Now think about the analog in South Carolina: the lieutenant governor.
With the exception of our current accidental lieutenant governor, former Senate President Pro Tem Glenn McConnell, I can’t think of a single lieutenant governor since I moved to South Carolina in 1986 who would have made a good governor.
We’ve had some candidates for the position who might have been up to the job, but they lost.
Can you say Ken Ard, whose conviction for misreporting and misusing campaign funds forced Mr. McConnell to give up the most powerful position in the Legislature and descend to the lieutenant governor’s office? Or Andre Bauer, whose reckless exploits on the highways and the campaign trail are too numerous to recount?
And working as a partner to the governor has been the too-rare exception – last truly occurring when Dick Riley was governor and Mike Daniel was lieutenant governor.

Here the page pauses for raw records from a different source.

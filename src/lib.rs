//! # Pixel-Mender
//!
//! Repair a fixed rectangle of dead pixels in a video by copying values from
//! the valid pixels around it, frame by frame.
//!
//! ## Quick Start
//!
//! ```rust,no_run
//! use pixel_mender::{config::Config, pipeline::RepairPipeline};
//!
//! # #[tokio::main]
//! # async fn main() -> anyhow::Result<()> {
//! let mut config = Config::default();
//! config.video.input = "holiday.mp4".into();
//! config.region.from = (948, 230);
//! config.region.to = (954, 235);
//!
//! let pipeline = RepairPipeline::from_config(config)?;
//! let report = pipeline.run().await?;
//! println!("Repaired {} frames", report.frames_repaired);
//! # Ok(())
//! # }
//! ```
//!
//! ## Architecture
//!
//! - [`region`] - The defective rectangle and the directional repair rule
//! - [`video`] - ffmpeg-backed frame source/sink and snapshot output
//! - [`pipeline`] - Runs frames from source through repair to output
//! - [`config`] - Configuration management

pub mod config;
pub mod error;
pub mod pipeline;
pub mod region;
pub mod video;

// Re-export commonly used types for convenience
pub use crate::{
    config::Config,
    error::{PixelMenderError, Result},
    pipeline::{ProcessingReport, RepairPipeline},
    region::{FrameRepair, RepairEngine},
};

Even when the governor and the governor-in-waiting have not been declared enemies (and frequently they have been that), they certainly weren’t teammates.
Each had his or her own agenda, and, at best, ignored the other. Hardly a way to ensure continuity should something happen to the governor.

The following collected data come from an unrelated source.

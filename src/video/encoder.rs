use std::path::{Path, PathBuf};
use std::process::{Command as StdCommand, ExitStatus, Stdio};

use tokio::io::AsyncWriteExt;
use tokio::process::{Child, ChildStdin, Command};
use tracing::{debug, info};

use crate::error::{Result, VideoError};
use crate::video::traits::FrameSink;
use crate::video::types::{Frame, VideoParams};

/// Summary of a finished output video
#[derive(Debug, Clone)]
pub struct EncodedVideo {
    pub path: PathBuf,
    pub frame_count: u64,
    pub file_size: u64,
}

/// Check that the `ffmpeg` executable can be run
pub fn check_ffmpeg_available() -> bool {
    StdCommand::new("ffmpeg")
        .arg("-version")
        .stdout(Stdio::null())
        .stderr(Stdio::null())
        .status()
        .map(|status| status.success())
        .unwrap_or(false)
}

/// Encodes raw rgb24 frames into an XVID `.avi` through an `ffmpeg` child process
///
/// When an audio source is given, its first audio stream is copied into the
/// output without re-encoding.
pub struct FfmpegEncoder {
    output: PathBuf,
    input_size: (u32, u32),
    child: Child,
    stdin: Option<ChildStdin>,
    frames_written: u64,
}

impl FfmpegEncoder {
    /// Start an encoder for frames of `input_size`
    pub fn spawn<P: AsRef<Path>>(
        output: P,
        input_size: (u32, u32),
        params: &VideoParams,
        audio_from: Option<&Path>,
    ) -> Result<Self> {
        let output = output.as_ref().to_path_buf();
        let args = Self::build_args(&output, input_size, params, audio_from);
        debug!("ffmpeg {}", args.join(" "));

        let mut command = Command::new("ffmpeg");
        command.args(&args);
        let encoder = Self::start(command, output, input_size)?;

        info!(
            "Encoding {}x{} -> {}x{} @ {} fps into {}",
            input_size.0,
            input_size.1,
            params.resolution.0,
            params.resolution.1,
            params.fps,
            encoder.output.display()
        );
        Ok(encoder)
    }

    /// Run `command` as the encoder, feeding it raw frames on stdin
    fn start(mut command: Command, output: PathBuf, input_size: (u32, u32)) -> Result<Self> {
        let mut child = command
            .stdin(Stdio::piped())
            .stdout(Stdio::null())
            .stderr(Stdio::inherit())
            .kill_on_drop(true)
            .spawn()
            .map_err(|e| VideoError::EncodingFailed {
                reason: format!("failed to spawn ffmpeg: {}", e),
            })?;

        let stdin = child.stdin.take().ok_or_else(|| VideoError::EncodingFailed {
            reason: "ffmpeg stdin not captured".to_string(),
        })?;

        Ok(Self {
            output,
            input_size,
            child,
            stdin: Some(stdin),
            frames_written: 0,
        })
    }

    /// Command-line arguments for the encoder process
    pub fn build_args(
        output: &Path,
        input_size: (u32, u32),
        params: &VideoParams,
        audio_from: Option<&Path>,
    ) -> Vec<String> {
        let mut args: Vec<String> = [
            "-v", "error",
            "-y",
            "-f", "rawvideo",
            "-pix_fmt", "rgb24",
        ]
        .iter()
        .map(|s| s.to_string())
        .collect();

        args.push("-s".to_string());
        args.push(format!("{}x{}", input_size.0, input_size.1));
        args.push("-r".to_string());
        args.push(params.fps.to_string());
        args.push("-i".to_string());
        args.push("-".to_string());

        if let Some(audio) = audio_from {
            args.push("-i".to_string());
            args.push(audio.display().to_string());
            for arg in ["-map", "0:v:0", "-map", "1:a:0?", "-c:a", "copy"] {
                args.push(arg.to_string());
            }
        }

        if input_size != params.resolution {
            args.push("-vf".to_string());
            args.push(format!("scale={}:{}", params.resolution.0, params.resolution.1));
        }

        for arg in ["-c:v", "mpeg4", "-vtag", "XVID", "-pix_fmt", "yuv420p", "-q:v"] {
            args.push(arg.to_string());
        }
        args.push(params.quality.to_string());
        args.push(output.display().to_string());

        args
    }

    pub fn frames_written(&self) -> u64 {
        self.frames_written
    }

    /// Summary of the written file; call after [`FrameSink::finish`]
    pub fn output_info(&self) -> Result<EncodedVideo> {
        let metadata = std::fs::metadata(&self.output)?;
        Ok(EncodedVideo {
            path: self.output.clone(),
            frame_count: self.frames_written,
            file_size: metadata.len(),
        })
    }
}

impl FrameSink for FfmpegEncoder {
    async fn write_frame(&mut self, frame: &Frame) -> Result<()> {
        if frame.dimensions() != self.input_size {
            return Err(VideoError::DimensionMismatch {
                expected: self.input_size,
                actual: frame.dimensions(),
            }
            .into());
        }

        let stdin = self.stdin.as_mut().ok_or_else(|| VideoError::EncodingFailed {
            reason: "encoder already finished".to_string(),
        })?;

        stdin
            .write_all(frame.as_rgb_bytes())
            .await
            .map_err(|e| VideoError::EncodingFailed {
                reason: format!("writing frame {} failed: {}", self.frames_written + 1, e),
            })?;

        self.frames_written += 1;
        Ok(())
    }

    async fn finish(&mut self) -> Result<()> {
        if let Some(mut stdin) = self.stdin.take() {
            stdin.flush().await?;
            // Closing stdin signals end of input to ffmpeg
            drop(stdin);
        }

        let status = self.child.wait().await.map_err(|e| VideoError::EncodingFailed {
            reason: format!("waiting for ffmpeg failed: {}", e),
        })?;

        check_exit(status)?;
        debug!("Encoder finished after {} frames", self.frames_written);
        Ok(())
    }
}

/// A non-zero encoder exit means the output file cannot be trusted
fn check_exit(status: ExitStatus) -> Result<()> {
    if status.success() {
        return Ok(());
    }
    Err(VideoError::EncodingFailed {
        reason: format!("ffmpeg exited with {}", status),
    }
    .into())
}

#[cfg(test)]
mod tests {
    use super::*;
    use crate::error::PixelMenderError;

    fn params() -> VideoParams {
        VideoParams {
            fps: 30.0,
            resolution: (1920, 1080),
            quality: 4,
        }
    }

    #[test]
    fn test_args_without_audio() {
        let args = FfmpegEncoder::build_args(Path::new("out/video_output.avi"), (1920, 1080), &params(), None);
        let joined = args.join(" ");

        assert!(joined.contains("-f rawvideo -pix_fmt rgb24 -s 1920x1080 -r 30 -i -"));
        assert!(joined.contains("-c:v mpeg4 -vtag XVID"));
        assert!(!joined.contains("-c:a"));
        assert!(!joined.contains("scale="));
        assert_eq!(args.last().map(String::as_str), Some("out/video_output.avi"));
    }

    #[test]
    fn test_args_with_audio_passthrough() {
        let args = FfmpegEncoder::build_args(
            Path::new("out.avi"),
            (1920, 1080),
            &params(),
            Some(Path::new("input.mp4")),
        );
        let joined = args.join(" ");

        assert!(joined.contains("-i input.mp4 -map 0:v:0 -map 1:a:0? -c:a copy"));
    }

    #[test]
    fn test_args_scale_to_configured_resolution() {
        let args = FfmpegEncoder::build_args(Path::new("out.avi"), (1280, 720), &params(), None);
        let joined = args.join(" ");

        assert!(joined.contains("-s 1280x720"));
        assert!(joined.contains("-vf scale=1920:1080"));
    }

    #[cfg(unix)]
    #[test]
    fn test_exit_status_check() {
        use std::os::unix::process::ExitStatusExt;

        assert!(check_exit(ExitStatus::from_raw(0)).is_ok());
        // Raw wait status for exit code 1
        let result = check_exit(ExitStatus::from_raw(1 << 8));
        assert!(matches!(
            result,
            Err(PixelMenderError::Video(VideoError::EncodingFailed { .. }))
        ));
    }

    #[cfg(unix)]
    #[tokio::test]
    async fn test_failing_encoder_reports_on_finish() {
        let mut command = Command::new("sh");
        command.args(["-c", "cat > /dev/null; exit 3"]);
        let mut encoder = FfmpegEncoder::start(command, PathBuf::from("unused.avi"), (2, 2)).unwrap();

        encoder.write_frame(&Frame::new_filled(2, 2, [0, 0, 0])).await.unwrap();
        assert_eq!(encoder.frames_written(), 1);

        let result = encoder.finish().await;
        match result {
            Err(PixelMenderError::Video(VideoError::EncodingFailed { reason })) => {
                assert!(reason.contains("exit"), "unexpected reason: {}", reason);
            }
            other => panic!("expected EncodingFailed, got {:?}", other.map(|_| ())),
        }

        // Writing after finish is refused
        assert!(encoder.write_frame(&Frame::new_filled(2, 2, [0, 0, 0])).await.is_err());
    }

    #[cfg(unix)]
    #[tokio::test]
    async fn test_encoder_rejects_wrong_frame_size() {
        let mut command = Command::new("sh");
        command.args(["-c", "cat > /dev/null"]);
        let mut encoder = FfmpegEncoder::start(command, PathBuf::from("unused.avi"), (2, 2)).unwrap();

        let result = encoder.write_frame(&Frame::new_filled(3, 2, [0, 0, 0])).await;
        assert!(matches!(
            result,
            Err(PixelMenderError::Video(VideoError::DimensionMismatch { .. }))
        ));
        assert!(encoder.finish().await.is_ok());
    }
}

Not that lieutenant governors have had much of any way to advance their agenda. Until the Legislature moved the Office on Aging out of the Medicaid agency and plopped it down in the lieutenant governor’s office for the sole purpose of providing a political base of support for the lieutenant governor to cultivate, there was nothing for the lieutenant governor to do but preside over the Senate – and twiddle his thumbs.
The Senate hardly needs an outside presiding officer, as it made quite clear when it changed the rules a few years back to strip the lieutenant governor of his power to appoint conference committee members, and as it makes clear whenever the lieutenant governor decides he needs to spend his time campaigning for governor, or avoiding the media spotlight, instead of doing his day job.
My preference has always been to eliminate the position, since we have so rarely needed to utilize it for its intended function. To the contrary, one of the main reasons then-Gov. Mark Sanford was able to remain in office after he so thoroughly disgraced himself and our state was that so many people (myself included) were horrified at the prospect of Mr. Bauer stepping in as chief executive.
But if we’re going to have a lieutenant governor – and for as far as the eye can see, we are going to have a lieutenant governor, the Legislature having shown absolutely no interest in abolishing the position – we ought to do our best to improve the quality of the officeholder, and his working relationship with the governor, in the unlikely event that he does have to step in.
And we ought to increase the chance that someone (i.e., the governor) will give the lieutenant governor something useful to do with his time, so that we’ll at least get our money’s worth. (We spend a half-million dollars a year providing a security detail for the governor-in-waiting.)
Fortunately, finally, we have an opportunity to do that.
With all the focus on the presidential election, and the fiasco of our ballot access, and all the goofy things the Legislature did and important things it didn’t do since then, it’s easy to forget that this spring, lawmakers set this process in motion.
In November, we will be asked to amend the state constitution, to allow the gubernatorial candidates to select their running mates, just like the presidential candidates do, rather than having the lieutenant governor elected independently.
The change would not take place until 2018, a ridiculous but necessary concession to good sense in order to win Senate approval of the measure.
It’s an opportunity we dare not squander. If we say no, we won’t get a second chance.
Cindi Ross Scoppe is an associate editor with The State newspaper in Columbia.